Williams quoted Rep. Maxine Waters (D-Calif.) talking about how she can "never, ever forgive them" and singer John Legend saying these minorities mistake bullying for strength and greed for business acumen.  He quoted some SNL comedian who insulted the many rappers who publicly supported Trump: "Rappers are not Black Leaders — they're just rappers.  Stop negotiating with them."  The significance of these quotes, specifically from people so insignificant, was lost to me. 

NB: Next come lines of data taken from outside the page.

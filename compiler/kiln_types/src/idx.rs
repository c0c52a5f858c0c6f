//! Type index handle.
//!
//! Primitive types have fixed indices so they can be named without a pool.
//! Everything past [`Idx::FIRST_DYNAMIC`] is allocated on demand.

use std::fmt;

/// A 32-bit index into the type [`Pool`](crate::Pool).
#[derive(Copy, Clone, Eq, PartialEq, Hash, PartialOrd, Ord)]
#[repr(transparent)]
pub struct Idx(u32);

impl Idx {
    // === Primitive Types ===
    pub const VOID: Self = Self(0);
    pub const BOOL: Self = Self(1);
    /// 8-bit signed character.
    pub const CHAR: Self = Self(2);
    /// Target-width signed integer.
    pub const INT: Self = Self(3);
    /// Target-width unsigned integer.
    pub const UINT: Self = Self(4);
    pub const INT8: Self = Self(5);
    pub const INT16: Self = Self(6);
    pub const INT32: Self = Self(7);
    pub const INT64: Self = Self(8);
    pub const INT128: Self = Self(9);
    pub const UINT8: Self = Self(10);
    pub const UINT16: Self = Self(11);
    pub const UINT32: Self = Self(12);
    pub const UINT64: Self = Self(13);
    pub const UINT128: Self = Self(14);
    /// Pointer-width signed integer.
    pub const INTPTR: Self = Self(15);
    /// Pointer-width unsigned integer.
    pub const SIZE: Self = Self(16);
    /// Pointer-width signed difference.
    pub const PTRDIFF: Self = Self(17);
    pub const FLOAT: Self = Self(18);
    pub const DOUBLE: Self = Self(19);
    pub const LONG_DOUBLE: Self = Self(20);

    /// Number of pre-interned primitive types.
    pub const PRIMITIVE_COUNT: u32 = 21;

    /// First index for dynamically allocated types.
    pub const FIRST_DYNAMIC: u32 = Self::PRIMITIVE_COUNT;

    /// Sentinel value indicating no type.
    pub const NONE: Self = Self(u32::MAX);

    const PRIMITIVE_NAMES: [&'static str; Self::PRIMITIVE_COUNT as usize] = [
        "void",
        "bool",
        "char",
        "int",
        "uint",
        "int8",
        "int16",
        "int32",
        "int64",
        "int128",
        "uint8",
        "uint16",
        "uint32",
        "uint64",
        "uint128",
        "intptr",
        "size",
        "ptrdiff",
        "float",
        "double",
        "long-double",
    ];

    #[inline]
    pub const fn from_raw(raw: u32) -> Self {
        Self(raw)
    }

    #[inline]
    pub const fn raw(self) -> u32 {
        self.0
    }

    #[inline]
    pub const fn index(self) -> usize {
        self.0 as usize
    }

    #[inline]
    pub const fn is_primitive(self) -> bool {
        self.0 < Self::FIRST_DYNAMIC
    }

    #[inline]
    pub const fn is_none(self) -> bool {
        self.0 == u32::MAX
    }

    /// Source name of a primitive; `None` for pool-allocated types.
    pub fn name(self) -> Option<&'static str> {
        Self::PRIMITIVE_NAMES.get(self.index()).copied()
    }

    /// Resolve a primitive type name such as `"int"` or `"uint8"`.
    pub fn from_primitive_name(name: &str) -> Option<Self> {
        Self::PRIMITIVE_NAMES
            .iter()
            .position(|&n| n == name)
            .and_then(|i| u32::try_from(i).ok())
            .map(Self)
    }
}

impl fmt::Debug for Idx {
    fn fmt(&self, f: &mut fmt::Formatter<'_>) -> fmt::Result {
        if self.is_none() {
            write!(f, "Idx::NONE")
        } else if let Some(name) = self.name() {
            write!(f, "Idx({name})")
        } else {
            write!(f, "Idx({})", self.0)
        }
    }
}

Williams's low opinion of these independent-thinking minority men was capped off with his accusation that their support for Trump was also support for a series of racist comments and actions by President Trump, taken out of context, and most already disproven multiple times.  But make no mistake: Williams followed the Democrat playbook by calling these minorities, who simply have differing opinions from his, racists.  Most shocking was his claim that the only explanation for minority men liking Trump is they are culturally caught up in "Latin machismo and Black gangsta rap lyrics" and "a fascination with big money, grabbing women, including porn stars, and Trump's La Vida Loca lifestyle."  Why hasn't that been reported on Fox News?

I was insulted, and I'm not a minority.  Jeff Charles was also insulted.  At RedState, he wrote "No Juan Williams, Minority Men Were Not 'Conned' by President Trump."  Charles nails it when he points out the minority support for Trump was not due to some cultural or character flaw within the voters, and it wasn't due to their inferior intellect in not being capable of seeing the president for the reprobate he supposedly is.  Their support for Trump was a direct result of the failures within the Democrat party to "affect tangible changes in non-white communities for decades," despite having overwhelming minority support.

Charles puts every one of Juan Williams's statements to a lie when he explains the realities the minority communities are beginning to see.  He says Democrats want repressed, poverty-stricken minorities.  In order to package themselves as the saviors of the downtrodden, Republican-abused, racially discriminated minority communities, Democrats must ensure that such communities exist.  They can't improve the lot of poor minorities; they can only promise to, because to actually do so would be to lose a substantial and reliable part of their voting base.  To keep a promise to raise a minority out of poverty, and break their dependence on public assistance (liberally provided by Democrat policies), would be political suicide.

Charles says Williams's false argument denies that minorities are able to think through and understand why they supported Trump; it infantilizes them, treating them as too stupid to make up their own minds.  It is the type of thinking, says Charles, exhibited "by individuals who seem to believe themselves superior."

That was the answer to my question above, and it also explains much of his commentary on Fox News.  Why would Juan Williams make such a colossal blunder of insulting a wide swath of minorities?  Because he's just like so many of the Democrat commentators, news anchors, and politicians, not all of them minorities.  He thinks he's better.  Look at his first statement: "I am a Black man."  He puts himself among the downtrodden; he becomes a victim by identifying as one among the systemically victimized groups — black men.  That is his audience, after all.  

But he's no victim.  He's filthy rich.  He believes he can pretend equality with black men in poor minority communities and have greater credibility while he "cons" them himself.  But black men, and black women, and Latino men and Latino women, and other minorities, have caught on to the Democrats' game.  Eight years of Obama/Biden gave them nothing, but just four years of Trump/Pence gave them record wages, employment, and opportunity.  They have seen the light, and the game is up.

Donald N. Finley is a retired U.S. Air Force colonel.